«C’est pas nous!» Telle semble être la nouvelle devise utilisée par les services fédéraux impliqués dans l'affaire Ruag pour minimiser leur rôle dans le marché raté de la vente de 96 chars de type Leopard 1. Officiellement, ils se murent dans le silence: ils ne peuvent et ne veulent rien dire tant que l'enquête du Contrôle fédéral des finances, initiée par le Département de la défense, n'est pas sortie. Odfficieusement, c'est une autre histoire.
Pour rappel, le dossier concerne des chars Leopard 1 que Ruag a achetés en 2016 à l'armée italienne pour 45 000 euros pièce (43 000 francs).

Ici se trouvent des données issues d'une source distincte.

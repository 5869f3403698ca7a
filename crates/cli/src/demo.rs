//! Least-squares coordinate descent used to exercise the engine end to end.
//!
//! Minimises `0.5 * ||y - A x||^2 + lambda * ||x||_1` over the columns of a
//! loaded shard. Each phase's proposals are computed in parallel from the
//! same residual and applied together, which is exactly where the
//! scheduler's interference check matters.

use std::fs::File;
use std::io::BufWriter;
use std::path::PathBuf;
use std::sync::Arc;

use rayon::prelude::*;
use serde::Serialize;
use tracing::{debug, info};

use strads_coordinator::{CoordinatorError, RoundHandler};
use strads_core::TaskId;
use strads_dshard::{ColumnView, DataShard};
use strads_wire::PhaseMessage;

pub struct LeastSquares {
    shard: Arc<DataShard>,
    x: Vec<f64>,
    residual: Vec<f64>,
    sq_norms: Vec<f64>,
    /// Magnitude of the last accepted change per coefficient.
    last_delta: Vec<f64>,
    lambda: f64,
    output: Option<PathBuf>,
}

#[derive(Serialize)]
struct Coefficient {
    id: TaskId,
    value: f64,
}

impl LeastSquares {
    /// Fit `y` with the columns of `shard`; `y` is indexed by row.
    pub fn new(shard: Arc<DataShard>, y: Vec<f64>, lambda: f64) -> Result<Self, CoordinatorError> {
        if y.len() as u64 != shard.rows() {
            return Err(CoordinatorError::Handler(format!(
                "target has {} rows, shard has {}",
                y.len(),
                shard.rows()
            )));
        }
        let cols = shard.columns();
        let width = cols.end as usize + 1;
        let mut sq_norms = vec![0.0; width];
        for col in cols.ids() {
            let mut sq = 0.0;
            for_each_nz(&shard, col, |_, v| sq += v * v)?;
            sq_norms[col as usize] = sq;
        }
        Ok(Self {
            shard,
            x: vec![0.0; width],
            residual: y,
            sq_norms,
            last_delta: vec![0.0; width],
            lambda,
            output: None,
        })
    }

    /// Target built from a planted coefficient vector: every fifth
    /// coefficient is non-zero.
    pub fn planted(shard: Arc<DataShard>, lambda: f64) -> Result<Self, CoordinatorError> {
        let mut y = vec![0.0; shard.rows() as usize];
        for col in shard.columns().ids().filter(|c| c % 5 == 0) {
            let truth = 1.0 + (col % 3) as f64;
            for_each_nz(&shard, col, |row, v| y[row] += truth * v)?;
        }
        Self::new(shard, y, lambda)
    }

    pub fn with_output(mut self, path: PathBuf) -> Self {
        self.output = Some(path);
        self
    }

    pub fn coefficients(&self) -> &[f64] {
        &self.x
    }

    /// Coordinate-wise minimiser change for `col` given the current residual.
    fn proposal(&self, col: TaskId) -> Result<f64, CoordinatorError> {
        let j = col as usize;
        let sq = self.sq_norms.get(j).copied().unwrap_or(0.0);
        if sq == 0.0 {
            return Ok(0.0);
        }
        let mut dot = 0.0;
        for_each_nz(&self.shard, col, |row, v| dot += v * self.residual[row])?;
        let z = self.x[j] + dot / sq;
        Ok(soft_threshold(z, self.lambda / sq) - self.x[j])
    }
}

fn soft_threshold(z: f64, t: f64) -> f64 {
    if z > t {
        z - t
    } else if z < -t {
        z + t
    } else {
        0.0
    }
}

fn for_each_nz(
    shard: &DataShard,
    col: TaskId,
    mut f: impl FnMut(usize, f64),
) -> Result<(), CoordinatorError> {
    let view = shard
        .column(col)
        .map_err(|e| CoordinatorError::Handler(e.to_string()))?;
    match view {
        ColumnView::Sparse(c) => c
            .rows
            .iter()
            .zip(&c.vals)
            .for_each(|(r, v)| f(*r as usize, *v)),
        ColumnView::Dense(vals) => vals
            .iter()
            .enumerate()
            .filter(|(_, v)| **v != 0.0)
            .for_each(|(r, v)| f(r, *v)),
    }
    Ok(())
}

impl RoundHandler for LeastSquares {
    type Partial = Vec<f64>;

    fn dispatch_scheduling(&mut self, phase: &PhaseMessage) -> Result<(), CoordinatorError> {
        debug!(gid = phase.thrdgid, tasks = phase.task_ids.len(), "dispatch");
        Ok(())
    }

    fn do_msgcombiner(&mut self, phase: &PhaseMessage) -> Result<Vec<f64>, CoordinatorError> {
        let this = &*self;
        phase
            .task_ids
            .par_iter()
            .map(|col| this.proposal(*col))
            .collect()
    }

    fn do_aggregate(&mut self, phase: &PhaseMessage, deltas: &Vec<f64>) -> Result<(), CoordinatorError> {
        for (col, d) in phase.task_ids.iter().zip(deltas) {
            let j = *col as usize;
            self.last_delta[j] = d.abs();
            if *d == 0.0 {
                continue;
            }
            self.x[j] += d;
            let residual = &mut self.residual;
            for_each_nz(&self.shard, *col, |row, v| residual[row] -= d * v)?;
        }
        Ok(())
    }

    fn update_weight(
        &mut self,
        _phase: &PhaseMessage,
        deltas: &Vec<f64>,
    ) -> Result<Vec<f64>, CoordinatorError> {
        Ok(deltas.iter().map(|d| d.abs()).collect())
    }

    fn objective(&mut self) -> Result<f64, CoordinatorError> {
        let loss: f64 = self.residual.iter().map(|r| r * r).sum::<f64>() * 0.5;
        let penalty: f64 = self.x.iter().map(|x| x.abs()).sum::<f64>() * self.lambda;
        Ok(loss + penalty)
    }

    fn set_initial_priority(&mut self, weights: &mut [f64]) {
        for (w, d) in weights.iter_mut().zip(&self.last_delta) {
            *w = *d;
        }
    }

    fn log_parameters(&mut self) -> Result<(), CoordinatorError> {
        let nonzero: Vec<Coefficient> = self
            .x
            .iter()
            .enumerate()
            .filter(|(_, v)| **v != 0.0)
            .map(|(id, v)| Coefficient {
                id: id as TaskId,
                value: *v,
            })
            .collect();
        info!(nonzero = nonzero.len(), "final coefficients");
        if let Some(path) = &self.output {
            serde_json::to_writer_pretty(BufWriter::new(File::create(path)?), &nonzero)?;
            info!(path = %path.display(), "coefficients written");
        }
        Ok(())
    }
}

Depuis le début de la guerre en Ukraine, cette collection de vieux matériel est très convoitée.
On pourrait parler d’une blague si ses conséquences n'étaient pas aussi dramatiques: en février, l'entreprise d'armement Ruag, propriété de la Confédération, conclut un contrat provisoire avec l'entreprise allemande Rheinmetall, en passant soi-disant outre le conseil d'administration et le département de la Défense pourtant compétent dans le domaine. En clair, 96 chars de type Leopard 1 doivent être remis à neuf en Allemagne pour être ensuite livrés en Ukraine.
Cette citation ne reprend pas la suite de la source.